On the history of NATO enlargement, however, Mr. Friedman unfortunately gives undeserved credence to a Russian-propagated urban legend that the United States somehow “betrayed” Russia by enlarging NATO. No US president has ever made a promise to keep NATO at its cold war membership, and for good reason. NATO membership for Western European countries during the cold war brought peace to nations that had known centuries of war. NATO membership for Central and Eastern Europe after the cold war extended this peace. Indeed, NATO enlargement, and EU enlargement that followed it, were leading factors in making the region to Russia’s west the most stable and nonthreatening it has been in Russia’s history. I don’t expect Russia will thank us for this act, but it should.
Critics might have consigned 100 million Europeans to a “gray zone” after they had won their liberty after decades of Communist domination and Soviet occupation. But it is faux realism to suggest that indulging Russia’s claims of hegemony over its neighbors will make us—or Russia, for that matter—safer.
A higher realism recognizes that America, for more than a century, has gained in stature throughout the world precisely for its unwillingness to indulge in the cynicism of the powerful and indifferent. We treated Poland and other Central Europeans as actual countries with real people, not just geopolitical abstractions or instruments to be sacrificed to assuage Russia’s outdated sense of imperial entitlement. That approach was developed under Presidents George H.W. Bush, Bill Clinton, and now George W. Bush, and in addition to serving America’s interests, tens of millions of Central and Eastern Europeans have gained in freedom, security, and prosperity as a result.
Daniel Fried
Assistant Secretary of State
Bureau of European and Eurasian Affairs
Washington, D.C.
George Friedman replies:
Mr. Fried is quite persuasive in his case for the way the world ought to be and the way that the Russians ought to think and behave. Unfortunately, he is persuading the wrong audience. If the guarantees to Russia concerning NATO expansion were indeed an urban legend, it is a legend with a great deal of strength in one particular urban setting—Moscow. The Russians have been asserting this claim for years. If Mr. Fried is right and this was a myth, it was a myth with consequences that should have been anticipated by the State Department.

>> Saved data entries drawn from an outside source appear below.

//! User interaction: yes/no award questions, the topic, the input directory.

use crate::error::{Error, Result};
use dialoguer::Input;
use std::collections::VecDeque;
use std::path::PathBuf;

/// Asks yes/no questions during the award loop.
pub trait Prompter {
    /// Asks `question` and returns true for an affirmative answer.
    ///
    /// # Errors
    ///
    /// Returns a prompt error if the answer cannot be read.
    fn ask_yes_no(&mut self, question: &str) -> Result<bool>;
}

/// Only a single `y` (any case, surrounding whitespace trimmed) counts as
/// yes; everything else is no.
#[must_use]
pub fn is_affirmative(answer: &str) -> bool {
    answer.trim().eq_ignore_ascii_case("y")
}

/// Prompts on the terminal with `dialoguer`.
#[derive(Debug, Default, Clone, Copy)]
pub struct TerminalPrompter;

impl Prompter for TerminalPrompter {
    fn ask_yes_no(&mut self, question: &str) -> Result<bool> {
        let answer: String = Input::new()
            .with_prompt(question)
            .allow_empty(true)
            .interact_text()?;
        Ok(is_affirmative(&answer))
    }
}

/// Replays canned answers, for headless runs and tests.
///
/// Questions are recorded in the order asked. Once the script runs out every
/// further question is answered "no".
#[derive(Debug, Default, Clone)]
pub struct ScriptedPrompter {
    answers: VecDeque<String>,
    asked: Vec<String>,
}

impl ScriptedPrompter {
    /// Creates a prompter that answers with `answers` in order.
    #[must_use]
    pub fn new<I, S>(answers: I) -> Self
    where
        I: IntoIterator<Item = S>,
        S: Into<String>,
    {
        Self {
            answers: answers.into_iter().map(Into::into).collect(),
            asked: Vec::new(),
        }
    }

    /// Questions asked so far.
    #[must_use]
    pub fn asked(&self) -> &[String] {
        &self.asked
    }

    /// Answers not yet consumed.
    #[must_use]
    pub fn remaining(&self) -> usize {
        self.answers.len()
    }
}

impl Prompter for ScriptedPrompter {
    fn ask_yes_no(&mut self, question: &str) -> Result<bool> {
        self.asked.push(question.to_string());
        Ok(self
            .answers
            .pop_front()
            .is_some_and(|answer| is_affirmative(&answer)))
    }
}

/// Asks for the contest topic on the terminal.
///
/// # Errors
///
/// Returns a prompt error if the terminal cannot be read.
pub fn ask_topic() -> Result<String> {
    let topic: String = Input::new().with_prompt("Enter topic name").interact_text()?;
    Ok(topic)
}

/// Lets the user choose the input directory with the native folder picker.
///
/// # Errors
///
/// Returns a prompt error if the dialog is cancelled.
#[cfg(feature = "picker")]
pub fn pick_input_dir() -> Result<PathBuf> {
    rfd::FileDialog::new()
        .set_title("Select the folder with contest entries")
        .pick_folder()
        .ok_or_else(|| Error::prompt("no input directory selected"))
}

/// Asks for the input directory on the terminal.
///
/// # Errors
///
/// Returns a prompt error if the terminal cannot be read or the answer is blank.
#[cfg(not(feature = "picker"))]
pub fn pick_input_dir() -> Result<PathBuf> {
    let dir: String = Input::new()
        .with_prompt("Input directory")
        .interact_text()?;
    let dir = dir.trim();
    if dir.is_empty() {
        return Err(Error::prompt("no input directory selected"));
    }
    Ok(PathBuf::from(dir))
}

#[cfg(test)]
mod tests {
    use super::*;

    #[test]
    fn test_is_affirmative() {
        assert!(is_affirmative("y"));
        assert!(is_affirmative("Y"));
        assert!(is_affirmative(" y\n"));
        assert!(!is_affirmative("yes"));
        assert!(!is_affirmative("n"));
        assert!(!is_affirmative(""));
    }

    #[test]
    fn test_scripted_prompter_replays_answers() {
        let mut prompter = ScriptedPrompter::new(["Y", "nope"]);

        assert!(prompter.ask_yes_no("Is A.jpg the Gold?").unwrap());
        assert!(!prompter.ask_yes_no("Is B.jpg the Silver?").unwrap());
        assert_eq!(prompter.remaining(), 0);
        assert_eq!(prompter.asked(), ["Is A.jpg the Gold?", "Is B.jpg the Silver?"]);
    }

    #[test]
    fn test_scripted_prompter_exhausted_answers_no() {
        let mut prompter = ScriptedPrompter::new(Vec::<String>::new());
        assert!(!prompter.ask_yes_no("Is C.jpg the Bronze?").unwrap());
        assert_eq!(prompter.asked().len(), 1);
    }
}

Mr. Fried also writes that NATO and EU enlargement were
leading factors in making the region to Russia’s west the most stable and non-threatening it has been in Russia’s history. I don’t expect Russia will thank us for this act, but it should.
This is the heart of the problem. Mr. Fried argues that NATO has brought peace and stability to Europe. Russia believes that NATO has brought a military threat to its borders. It is possible that Mr. Fried will persuade Mr. Putin of the error of his thinking, but I rather doubt it. The question at hand then is what the United States will do, given Russian views and, more important, actions.

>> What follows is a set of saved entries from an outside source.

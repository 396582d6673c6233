use crate::error::{Error, Result};
use crate::filter::DEFAULT_SKIP_PATTERNS;
use crate::naming::{self, DEFAULT_OUTPUT_SUFFIX};
use std::path::{Path, PathBuf};

/// Width of every renamed copy.
pub const DEFAULT_DISPLAY_WIDTH: u32 = 400;

/// Width of finalized award thumbnails.
pub const DEFAULT_THUMBNAIL_WIDTH: u32 = 200;

/// Editor launched on award images that are not square.
#[cfg(target_os = "macos")]
pub const DEFAULT_EDITOR_PROGRAM: &str = "open";
/// Editor launched on award images that are not square.
#[cfg(not(target_os = "macos"))]
pub const DEFAULT_EDITOR_PROGRAM: &str = "gimp";

#[cfg(target_os = "macos")]
const DEFAULT_EDITOR_ARGS: &[&str] = &["-a", "GIMP"];
#[cfg(not(target_os = "macos"))]
const DEFAULT_EDITOR_ARGS: &[&str] = &[];

/// Configuration for one award-photos run.
///
/// Use [`Config::builder()`] to construct a new configuration.
#[derive(Debug, Clone)]
#[non_exhaustive]
pub struct Config {
    /// Directory holding the contest entries
    pub input_dir: PathBuf,

    /// Topic as typed by the user
    pub topic: String,

    /// Suffix appended to the input directory name
    pub output_suffix: String,

    /// Explicit output directory, overrides the derived sibling
    pub output_dir_override: Option<PathBuf>,

    /// Width of every renamed copy
    pub display_width: u32,

    /// Width of finalized award thumbnails
    pub thumbnail_width: u32,

    /// File name globs skipped during the walk
    pub skip_patterns: Vec<String>,

    /// Program launched on non-square award images
    pub editor_program: String,

    /// Arguments passed before the image path
    pub editor_args: Vec<String>,
}

impl Config {
    /// Creates a new configuration builder.
    ///
    /// # Examples
    ///
    /// ```no_run
    /// use award_photos::Config;
    ///
    /// let config = Config::builder()
    ///     .input_dir("/photos/contest")
    ///     .topic("Cats")
    ///     .build()
    ///     .expect("valid configuration");
    ///
    /// assert_eq!(config.topic_label().unwrap(), "-Best-Cats");
    /// ```
    #[must_use]
    pub fn builder() -> ConfigBuilder {
        ConfigBuilder::default()
    }

    /// Validates the configuration.
    ///
    /// # Errors
    ///
    /// Returns an error if:
    /// - Input directory doesn't exist or is not a directory
    /// - Topic is blank
    /// - A width is zero
    /// - Output directory equals or lies inside the input directory
    pub fn validate(&self) -> Result<()> {
        if !self.input_dir.exists() {
            return Err(Error::config(format!(
                "Input directory does not exist: {}",
                self.input_dir.display()
            )));
        }

        if !self.input_dir.is_dir() {
            return Err(Error::config(format!(
                "Input path is not a directory: {}",
                self.input_dir.display()
            )));
        }

        self.topic_label()?;

        if self.display_width == 0 || self.thumbnail_width == 0 {
            return Err(Error::config("image widths must be greater than 0"));
        }

        if self.output_suffix.is_empty() && self.output_dir_override.is_none() {
            return Err(Error::config(
                "output_suffix must not be empty, the output would replace the input",
            ));
        }

        let output_dir = self.output_dir()?;
        if overlaps(&self.input_dir, &output_dir) {
            return Err(Error::config(format!(
                "Output directory {} must not be inside input directory {}",
                output_dir.display(),
                self.input_dir.display()
            )));
        }

        if self.editor_program.trim().is_empty() {
            return Err(Error::config("editor_program must not be empty"));
        }

        Ok(())
    }

    /// Label embedded into every output file name.
    ///
    /// # Errors
    ///
    /// Returns a validation error if the topic is blank.
    pub fn topic_label(&self) -> Result<String> {
        naming::topic_label(&self.topic)
    }

    /// Directory that receives all output files.
    ///
    /// # Errors
    ///
    /// Returns a configuration error if no sibling name can be derived.
    pub fn output_dir(&self) -> Result<PathBuf> {
        match &self.output_dir_override {
            Some(dir) => Ok(dir.clone()),
            None => naming::output_dir_for(&self.input_dir, &self.output_suffix),
        }
    }
}

fn overlaps(input: &Path, output: &Path) -> bool {
    let input = input.canonicalize().unwrap_or_else(|_| input.to_path_buf());
    // The output usually doesn't exist yet; resolve its parent instead.
    let output = match (output.parent(), output.file_name()) {
        (Some(parent), Some(name)) => parent
            .canonicalize()
            .map_or_else(|_| output.to_path_buf(), |p| p.join(name)),
        _ => output.to_path_buf(),
    };
    output.starts_with(&input)
}

impl Default for Config {
    fn default() -> Self {
        Self {
            input_dir: PathBuf::from("."),
            topic: String::new(),
            output_suffix: DEFAULT_OUTPUT_SUFFIX.to_string(),
            output_dir_override: None,
            display_width: DEFAULT_DISPLAY_WIDTH,
            thumbnail_width: DEFAULT_THUMBNAIL_WIDTH,
            skip_patterns: DEFAULT_SKIP_PATTERNS.iter().map(ToString::to_string).collect(),
            editor_program: DEFAULT_EDITOR_PROGRAM.to_string(),
            editor_args: DEFAULT_EDITOR_ARGS.iter().map(ToString::to_string).collect(),
        }
    }
}

/// Builder for creating a [`Config`].
#[derive(Debug, Default)]
pub struct ConfigBuilder {
    input_dir: Option<PathBuf>,
    topic: Option<String>,
    output_suffix: Option<String>,
    output_dir: Option<PathBuf>,
    display_width: Option<u32>,
    thumbnail_width: Option<u32>,
    extra_skip_patterns: Vec<String>,
    editor_program: Option<String>,
    editor_args: Option<Vec<String>>,
}

impl ConfigBuilder {
    /// Sets the directory holding the contest entries.
    #[must_use]
    pub fn input_dir(mut self, path: impl Into<PathBuf>) -> Self {
        self.input_dir = Some(path.into());
        self
    }

    /// Sets the topic embedded into output names.
    #[must_use]
    pub fn topic(mut self, topic: impl Into<String>) -> Self {
        self.topic = Some(topic.into());
        self
    }

    /// Sets the suffix appended to the input directory name.
    #[must_use]
    pub fn output_suffix(mut self, suffix: impl Into<String>) -> Self {
        self.output_suffix = Some(suffix.into());
        self
    }

    /// Writes output to `path` instead of the derived sibling directory.
    #[must_use]
    pub fn output_dir(mut self, path: impl Into<PathBuf>) -> Self {
        self.output_dir = Some(path.into());
        self
    }

    /// Sets the width of every renamed copy.
    #[must_use]
    pub fn display_width(mut self, width: u32) -> Self {
        self.display_width = Some(width);
        self
    }

    /// Sets the width of finalized award thumbnails.
    #[must_use]
    pub fn thumbnail_width(mut self, width: u32) -> Self {
        self.thumbnail_width = Some(width);
        self
    }

    /// Adds file name globs skipped on top of the defaults.
    #[must_use]
    pub fn skip_patterns(mut self, patterns: Vec<String>) -> Self {
        self.extra_skip_patterns.extend(patterns);
        self
    }

    /// Sets the program launched on non-square award images.
    #[must_use]
    pub fn editor_program(mut self, program: impl Into<String>) -> Self {
        self.editor_program = Some(program.into());
        self
    }

    /// Sets the arguments passed to the editor before the image path.
    #[must_use]
    pub fn editor_args(mut self, args: Vec<String>) -> Self {
        self.editor_args = Some(args);
        self
    }

    /// Builds the configuration.
    ///
    /// Setting an editor program without arguments clears the platform
    /// default arguments.
    ///
    /// # Errors
    ///
    /// Returns an error if validation fails.
    pub fn build(self) -> Result<Config> {
        let defaults = Config::default();

        let editor_args = match (&self.editor_program, self.editor_args) {
            (_, Some(args)) => args,
            (Some(_), None) => Vec::new(),
            (None, None) => defaults.editor_args,
        };

        let mut skip_patterns = defaults.skip_patterns;
        skip_patterns.extend(self.extra_skip_patterns);

        let config = Config {
            input_dir: self.input_dir.unwrap_or(defaults.input_dir),
            topic: self.topic.unwrap_or_default(),
            output_suffix: self.output_suffix.unwrap_or(defaults.output_suffix),
            output_dir_override: self.output_dir,
            display_width: self.display_width.unwrap_or(DEFAULT_DISPLAY_WIDTH),
            thumbnail_width: self.thumbnail_width.unwrap_or(DEFAULT_THUMBNAIL_WIDTH),
            skip_patterns,
            editor_program: self.editor_program.unwrap_or(defaults.editor_program),
            editor_args,
        };

        config.validate()?;
        Ok(config)
    }
}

Mr. Fried has missed the key point in my argument, which is that irritating a nation of Russia’s stature without possessing the power to compel it to behave differently may be morally satisfying but practically dangerous. My own hope is that the US State Department, in issuing its condemnations of Russia, would realistically take account of its own power, or lack of it, to compel Russia to change its behavior.
The louder the condemnation, and the weaker the US response, the less credibility the administration has. Moscow’s audience for its Georgia policy was not Washington, but Kiev and Vilnius and the other capitals in the region. The Russians have driven home the key message: that if Russia wishes to act, NATO and the Americans will not place themselves at risk on behalf of their allies. They will content themselves with passionate letters.
Indignation is not a foreign policy.